What is required = The output must be the data, printed exactly as written.

Start of Data supplied

// Geometric layout for the mindmap editor.
//
// Goals:
// - Deterministic: no randomness, no time budgets
// - Never block: every search is bounded and falls back to a fixed offset
// - Left-to-right trees: children sit right of their parent, siblings stack down
// - Corrections only push downwards; nothing is ever pulled up
//
// Submodules:
// - spatial_grid: neighbourhood queries for large graphs
// - collision: free-space tests and free-position search
// - placement: where new children / new roots go
// - spacing: push-down, subtree translation, subtree spacing normalization
// - align: one-shot generation alignment and bus de-duplication

use serde::{Deserialize, Serialize};

use crate::geometry::{PointF, SizeF};

pub mod spatial_grid;
pub mod collision;
pub mod placement;
pub mod spacing;
pub mod align;

pub use align::{align_generations, connector_crossings};
pub use collision::CollisionIndex;
pub use placement::{place_child, place_new_root, subtree_bbox, PlacementPlan, SubtreeBox};
pub use spacing::{normalize_subtree_spacing, push_down_until_no_collision, translate_subtree_vertical};

#[derive(Debug, Clone, PartialEq, Serialize, Deserialize)]
#[serde(default)]
pub struct LayoutConfig {
    /// Size for every node (constant per document).
    pub node_size: SizeF,
    /// Minimum clearance kept around a candidate node.
    pub spacing: f64,
    /// Horizontal gap between a parent's right edge and its children.
    pub child_h_gap: f64,
    /// Vertical gap between stacked siblings.
    pub child_v_gap: f64,
    /// X offset of a new root from the center node.
    pub root_column_offset: f64,
    /// Vertical gap between the lowest subtree and a new root.
    pub root_v_gap: f64,
    /// Increment used by push-down loops.
    pub push_step: f64,
    /// Push-down iterations allowed per node before giving up.
    pub push_down_factor: usize,
    /// Distance from a source's right edge to its connector bus.
    pub bus_offset: f64,
    /// Shortest last leg of a connector.
    pub min_tail: f64,
    /// Horizontal tolerance for lane detection on drop.
    pub lane_tolerance: f64,
    /// Minimum vertical gap inside a lane after insertion.
    pub lane_gap: f64,
    /// Margin used for the subtree-wide collision test on drop.
    pub drag_margin: f64,
    /// Pointer travel below which a press/release is a click.
    pub click_threshold: f64,
    /// Column width between generations when aligning.
    pub align_lane_spacing: f64,
    /// Nudge applied to disambiguate coincident buses.
    pub align_bus_delta: f64,
    /// Minimum vertical gap inside a generation after aligning.
    pub align_min_gap: f64,
    /// More connector crossings than this and the align pass leaves them.
    pub crossing_limit: usize,
    /// Same, counted in distinct nodes owning a crossing connector.
    pub crossing_node_limit: usize,
    /// Subtree pushes the crossing pass may make.
    pub crossing_max_rounds: usize,
    /// Largest single push of the crossing pass.
    pub crossing_max_push: f64,
    /// Node count above which collision checks only look nearby.
    pub large_graph_threshold: usize,
    /// Neighbourhood radius used for large graphs.
    pub large_graph_radius: f64,
    pub spiral_step: f64,
    pub spiral_max_radius: f64,
    /// Degrees between spiral samples.
    pub spiral_angle_step: u32,
    /// Returned (relative to the preferred point) when every search fails.
    pub fallback_offset: PointF,
    pub grid_size: f64,
    pub grid_snap: bool,
    /// Max jitter per tick in attraction mode.
    pub attraction_amplitude: f64,
    pub history_limit: usize,
    /// Margin added around all nodes when fitting the viewport.
    pub fit_margin: f64,
}

impl Default for LayoutConfig {
    fn default() -> Self {
        Self {
            node_size: SizeF { w: 128.0, h: 72.0 },
            spacing: 20.0,
            child_h_gap: 40.0,
            child_v_gap: 20.0,
            root_column_offset: 200.0,
            root_v_gap: 60.0,
            push_step: 20.0,
            push_down_factor: 8,
            bus_offset: 20.0,
            min_tail: 30.0,
            lane_tolerance: 60.0,
            lane_gap: 5.0,
            drag_margin: 5.0,
            click_threshold: 5.0,
            align_lane_spacing: 180.0,
            align_bus_delta: 6.0,
            align_min_gap: 5.0,
            crossing_limit: 20,
            crossing_node_limit: 50,
            crossing_max_rounds: 10,
            crossing_max_push: 500.0,
            large_graph_threshold: 100,
            large_graph_radius: 200.0,
            spiral_step: 50.0,
            spiral_max_radius: 500.0,
            spiral_angle_step: 30,
            fallback_offset: PointF { x: 300.0, y: 300.0 },
            grid_size: 20.0,
            grid_snap: false,
            attraction_amplitude: 3.0,
            history_limit: 100,
            fit_margin: 50.0,
        }
    }
}

impl LayoutConfig {
    /// Round to the grid when snapping is on, otherwise return `p` unchanged.
    pub fn snap_to_grid(&self, p: PointF) -> PointF {
        if !self.grid_snap || self.grid_size <= 0.0 {
            return p;
        }
        let g = self.grid_size;
        PointF { x: (p.x / g).round() * g, y: (p.y / g).round() * g }
    }
}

End of Data supplied

Exercise result =
// Geometric layout for the mindmap editor.
//
// Goals:
// - Deterministic: no randomness, no time budgets
// - Never block: every search is bounded and falls back to a fixed offset
// - Left-to-right trees: children sit right of their parent, siblings stack down
// - Corrections only push downwards; nothing is ever pulled up
//
// Submodules:
// - spatial_grid: neighbourhood queries for large graphs
// - collision: free-space tests and free-position search
// - placement: where new children / new roots go
// - spacing: push-down, subtree translation, subtree spacing normalization
// - align: one-shot generation alignment and bus de-duplication

use serde::{Deserialize, Serialize};

use crate::geometry::{PointF, SizeF};

pub mod spatial_grid;
pub mod collision;
pub mod placement;
pub mod spacing;
pub mod align;

pub use align::{align_generations, connector_crossings};
pub use collision::CollisionIndex;
pub use placement::{place_child, place_new_root, subtree_bbox, PlacementPlan, SubtreeBox};
pub use spacing::{normalize_subtree_spacing, push_down_until_no_collision, translate_subtree_vertical};

#[derive(Debug, Clone, PartialEq, Serialize, Deserialize)]
#[serde(default)]
pub struct LayoutConfig {
    /// Size for every node (constant per document).
    pub node_size: SizeF,
    /// Minimum clearance kept around a candidate node.
    pub spacing: f64,
    /// Horizontal gap between a parent's right edge and its children.
    pub child_h_gap: f64,
    /// Vertical gap between stacked siblings.
    pub child_v_gap: f64,
    /// X offset of a new root from the center node.
    pub root_column_offset: f64,
    /// Vertical gap between the lowest subtree and a new root.
    pub root_v_gap: f64,
    /// Increment used by push-down loops.
    pub push_step: f64,
    /// Push-down iterations allowed per node before giving up.
    pub push_down_factor: usize,
    /// Distance from a source's right edge to its connector bus.
    pub bus_offset: f64,
    /// Shortest last leg of a connector.
    pub min_tail: f64,
    /// Horizontal tolerance for lane detection on drop.
    pub lane_tolerance: f64,
    /// Minimum vertical gap inside a lane after insertion.
    pub lane_gap: f64,
    /// Margin used for the subtree-wide collision test on drop.
    pub drag_margin: f64,
    /// Pointer travel below which a press/release is a click.
    pub click_threshold: f64,
    /// Column width between generations when aligning.
    pub align_lane_spacing: f64,
    /// Nudge applied to disambiguate coincident buses.
    pub align_bus_delta: f64,
    /// Minimum vertical gap inside a generation after aligning.
    pub align_min_gap: f64,
    /// More connector crossings than this and the align pass leaves them.
    pub crossing_limit: usize,
    /// Same, counted in distinct nodes owning a crossing connector.
    pub crossing_node_limit: usize,
    /// Subtree pushes the crossing pass may make.
    pub crossing_max_rounds: usize,
    /// Largest single push of the crossing pass.
    pub crossing_max_push: f64,
    /// Node count above which collision checks only look nearby.
    pub large_graph_threshold: usize,
    /// Neighbourhood radius used for large graphs.
    pub large_graph_radius: f64,
    pub spiral_step: f64,
    pub spiral_max_radius: f64,
    /// Degrees between spiral samples.
    pub spiral_angle_step: u32,
    /// Returned (relative to the preferred point) when every search fails.
    pub fallback_offset: PointF,
    pub grid_size: f64,
    pub grid_snap: bool,
    /// Max jitter per tick in attraction mode.
    pub attraction_amplitude: f64,
    pub history_limit: usize,
    /// Margin added around all nodes when fitting the viewport.
    pub fit_margin: f64,
}

impl Default for LayoutConfig {
    fn default() -> Self {
        Self {
            node_size: SizeF { w: 128.0, h: 72.0 },
            spacing: 20.0,
            child_h_gap: 40.0,
            child_v_gap: 20.0,
            root_column_offset: 200.0,
            root_v_gap: 60.0,
            push_step: 20.0,
            push_down_factor: 8,
            bus_offset: 20.0,
            min_tail: 30.0,
            lane_tolerance: 60.0,
            lane_gap: 5.0,
            drag_margin: 5.0,
            click_threshold: 5.0,
            align_lane_spacing: 180.0,
            align_bus_delta: 6.0,
            align_min_gap: 5.0,
            crossing_limit: 20,
            crossing_node_limit: 50,
            crossing_max_rounds: 10,
            crossing_max_push: 500.0,
            large_graph_threshold: 100,
            large_graph_radius: 200.0,
            spiral_step: 50.0,
            spiral_max_radius: 500.0,
            spiral_angle_step: 30,
            fallback_offset: PointF { x: 300.0, y: 300.0 },
            grid_size: 20.0,
            grid_snap: false,
            attraction_amplitude: 3.0,
            history_limit: 100,
            fit_margin: 50.0,
        }
    }
}

impl LayoutConfig {
    /// Round to the grid when snapping is on, otherwise return `p` unchanged.
    pub fn snap_to_grid(&self, p: PointF) -> PointF {
        if !self.grid_snap || self.grid_size <= 0.0 {
            return p;
        }
        let g = self.grid_size;
        PointF { x: (p.x / g).round() * g, y: (p.y / g).round() * g }
    }
}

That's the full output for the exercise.